> _Prompt_:
Beneath this instruction is a listing; print exactly the lines in it starting at the line that contains "async fn filter_only_hides_markers()" and going through the line that contains "assert!(none.markers.is_empty());".

> _Supplied material_:
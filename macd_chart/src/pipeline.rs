use chrono::NaiveDate;
use macd_engine::{
    MacdParams, MacdSeries, Marker, MarkerFilter, PRICE_MA_WINDOWS, PricePoint, Rescale, compute_macd, markers,
    sma_series,
};
use market_data_ingestor::{
    models::{bar_series::BarSeries, request_params::ProviderParams},
    providers::{DataProvider, ProviderError, fetch_daily_series},
    ticker::sanitize_ticker,
};
use tracing::{info, warn};

use crate::ChartError;

/// Everything needed to produce one chart.
#[derive(Debug, Clone)]
pub struct ChartRequest {
    /// Raw user input; sanitized before use.
    pub ticker: String,
    pub start: NaiveDate,
    /// Exclusive.
    pub end: NaiveDate,
    pub params: MacdParams,
    pub scale: Rescale,
    pub filter: MarkerFilter,
    pub provider_params: ProviderParams,
}

/// A simple moving average of the close, `None` until the window fills.
#[derive(Debug, Clone, PartialEq)]
pub struct MovingAverage {
    pub window: usize,
    pub values: Vec<Option<f64>>,
}

/// The computed result handed to chart sinks. All per-bar vectors are aligned
/// with `bars.bars`.
#[derive(Debug, Clone)]
pub struct Analysis {
    pub ticker: String,
    pub bars: BarSeries,
    pub params: MacdParams,
    pub scale: Rescale,
    /// MACD on the chosen scale.
    pub macd: MacdSeries,
    pub markers: Vec<Marker>,
    pub moving_averages: Vec<MovingAverage>,
}

impl Analysis {
    /// Close price of the bar a marker sits on.
    pub fn close_at(&self, marker: &Marker) -> Option<f64> {
        self.bars.bars.get(marker.index).map(|b| b.close)
    }

    pub fn is_marked(&self, index: usize) -> bool {
        self.markers.iter().any(|m| m.index == index)
    }
}

/// Fetches daily bars for the request and runs the MACD analysis on them.
///
/// # Errors
///
/// * [`ChartError::InvalidInput`] for a ticker that sanitizes to nothing or an
///   empty date range.
/// * [`ChartError::NoData`] when the provider has no bars.
/// * [`ChartError::Provider`] for any other provider failure.
pub async fn run_analysis<P>(provider: &P, request: ChartRequest) -> Result<Analysis, ChartError>
where
    P: DataProvider + Send + Sync + ?Sized,
{
    let ticker = sanitize_ticker(&request.ticker);
    if ticker.is_empty() {
        return Err(ChartError::InvalidInput(format!("'{}' is not a valid ticker", request.ticker)));
    }
    if request.start >= request.end {
        return Err(ChartError::InvalidInput(format!(
            "start date {} must be before end date {}",
            request.start, request.end
        )));
    }

    let bars = match fetch_daily_series(provider, &ticker, request.start, request.end, request.provider_params).await {
        Ok(bars) => bars,
        Err(ProviderError::NoData { .. }) => return Err(ChartError::NoData { ticker }),
        Err(e) => return Err(e.into()),
    };

    if bars.len() < request.params.warmup_len() {
        warn!(
            "{ticker}: only {} bars, fewer than the {}-bar warm-up; early MACD values are unreliable",
            bars.len(),
            request.params.warmup_len()
        );
    }

    let points: Vec<PricePoint> = bars.closes().map(PricePoint::from).collect();
    let raw = compute_macd(&points, &request.params)?;
    let macd = request.scale.apply(&raw);
    let marked = markers(&macd, &request.filter);

    let closes: Vec<f64> = points.iter().map(|p| p.close).collect();
    let moving_averages = PRICE_MA_WINDOWS
        .iter()
        .map(|&window| MovingAverage {
            window,
            values: sma_series(&closes, window),
        })
        .collect();

    info!(
        "{ticker}: {} bars, {} crossovers, {} marked ({})",
        bars.len(),
        macd.crossovers().iter().filter(|c| c.is_event()).count(),
        marked.len(),
        request.scale.describe()
    );

    Ok(Analysis {
        ticker,
        bars,
        params: request.params,
        scale: request.scale,
        macd,
        markers: marked,
        moving_averages,
    })
}

#[cfg(test)]
mod tests {
    use async_trait::async_trait;
    use chrono::{Duration, TimeZone, Utc};
    use macd_engine::Crossover;
    use market_data_ingestor::models::{bar::Bar, request_params::BarsRequestParams, timeframe::TimeFrame};

    use super::*;

    /// Serves the given closes on consecutive days from 2024-01-02.
    struct Closes(Vec<f64>);

    #[async_trait]
    impl DataProvider for Closes {
        async fn fetch_bars(&self, params: BarsRequestParams) -> Result<Vec<BarSeries>, ProviderError> {
            let first = Utc.with_ymd_and_hms(2024, 1, 2, 5, 0, 0).unwrap();
            let bars = self
                .0
                .iter()
                .enumerate()
                .map(|(i, &c)| Bar {
                    timestamp: first + Duration::days(i as i64),
                    open: c,
                    high: c + 1.0,
                    low: c - 1.0,
                    close: c,
                    volume: 1000.0,
                    trade_count: None,
                    vwap: None,
                })
                .collect();
            Ok(vec![BarSeries::new(params.symbols[0].clone(), TimeFrame::day(), bars)])
        }
    }

    fn request(ticker: &str, filter: MarkerFilter) -> ChartRequest {
        ChartRequest {
            ticker: ticker.to_string(),
            start: NaiveDate::from_ymd_opt(2024, 1, 1).unwrap(),
            end: NaiveDate::from_ymd_opt(2024, 12, 31).unwrap(),
            params: MacdParams::new(3, 6, 3).unwrap(),
            scale: Rescale::Original,
            filter,
            provider_params: ProviderParams::None,
        }
    }

    fn zigzag() -> Vec<f64> {
        // falls, rises, falls: at least one crossover each way
        let mut v: Vec<f64> = (0..10).map(|i| 100.0 - i as f64).collect();
        v.extend((0..10).map(|i| 91.0 + 2.0 * i as f64));
        v.extend((0..10).map(|i| 109.0 - 2.0 * i as f64));
        v
    }

    #[tokio::test]
    async fn analysis_is_aligned_with_bars() {
        let provider = Closes(zigzag());
        let a = run_analysis(&provider, request(" aapl ", MarkerFilter::unfiltered()))
            .await
            .unwrap();

        assert_eq!(a.ticker, "AAPL");
        assert_eq!(a.macd.len(), a.bars.len());
        assert_eq!(a.moving_averages.len(), PRICE_MA_WINDOWS.len());
        assert!(a.moving_averages.iter().all(|ma| ma.values.len() == a.bars.len()));
        assert_eq!(a.moving_averages[0].values[11], Some(zigzag()[..12].iter().sum::<f64>() / 12.0));
        assert!(a.moving_averages[3].values.iter().all(Option::is_none));

        let events = a.macd.crossovers().iter().filter(|c| c.is_event()).count();
        assert_eq!(a.markers.len(), events);
        assert!(a.markers.iter().any(|m| m.kind == Crossover::Bullish));
        assert!(a.markers.iter().any(|m| m.kind == Crossover::Bearish));
        for m in &a.markers {
            assert!(a.is_marked(m.index));
            assert_eq!(a.close_at(m), Some(a.bars.bars[m.index].close));
        }
    }

    #[tokio::test]
    async fn filter_only_hides_markers() {
        let provider = Closes(zigzag());
        let all = run_analysis(&provider, request("AAPL", MarkerFilter::unfiltered()))
            .await
            .unwrap();
        let none = run_analysis(&provider, request("AAPL", MarkerFilter::new(f64::NEG_INFINITY, f64::INFINITY)))
            .await
            .unwrap();
        assert!(none.markers.is_empty());
        assert_eq!(all.macd, none.macd);
    }

    #[tokio::test]
    async fn bad_input_is_rejected_early() {
        let provider = Closes(vec![1.0]);
        let err = run_analysis(&provider, request("$$$", MarkerFilter::unfiltered()))
            .await
            .unwrap_err();
        assert!(matches!(err, ChartError::InvalidInput(_)));

        let mut req = request("AAPL", MarkerFilter::unfiltered());
        req.end = req.start;
        let err = run_analysis(&provider, req).await.unwrap_err();
        assert!(matches!(err, ChartError::InvalidInput(_)));
    }

    #[tokio::test]
    async fn empty_provider_result_is_no_data() {
        let provider = Closes(vec![]);
        let err = run_analysis(&provider, request("AAPL", MarkerFilter::unfiltered()))
            .await
            .unwrap_err();
        assert!(matches!(err, ChartError::NoData { ref ticker } if ticker == "AAPL"));
        assert_eq!(err.to_string(), "No data available for the given ticker.");
    }

    #[tokio::test]
    async fn percentile_scale_is_bounded() {
        let provider = Closes(zigzag());
        let mut req = request("AAPL", MarkerFilter::unfiltered());
        req.scale = Rescale::Percentile;
        let a = run_analysis(&provider, req).await.unwrap();
        assert!(a.macd.macd_line().iter().all(|v| (-100.0..=100.0).contains(v)));
        assert_eq!(a.scale, Rescale::Percentile);
    }
}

> _Solution to this exercise_:
    async fn filter_only_hides_markers() {
        let provider = Closes(zigzag());
        let all = run_analysis(&provider, request("AAPL", MarkerFilter::unfiltered()))
            .await
            .unwrap();
        let none = run_analysis(&provider, request("AAPL", MarkerFilter::new(f64::NEG_INFINITY, f64::INFINITY)))
            .await
            .unwrap();
        assert!(none.markers.is_empty());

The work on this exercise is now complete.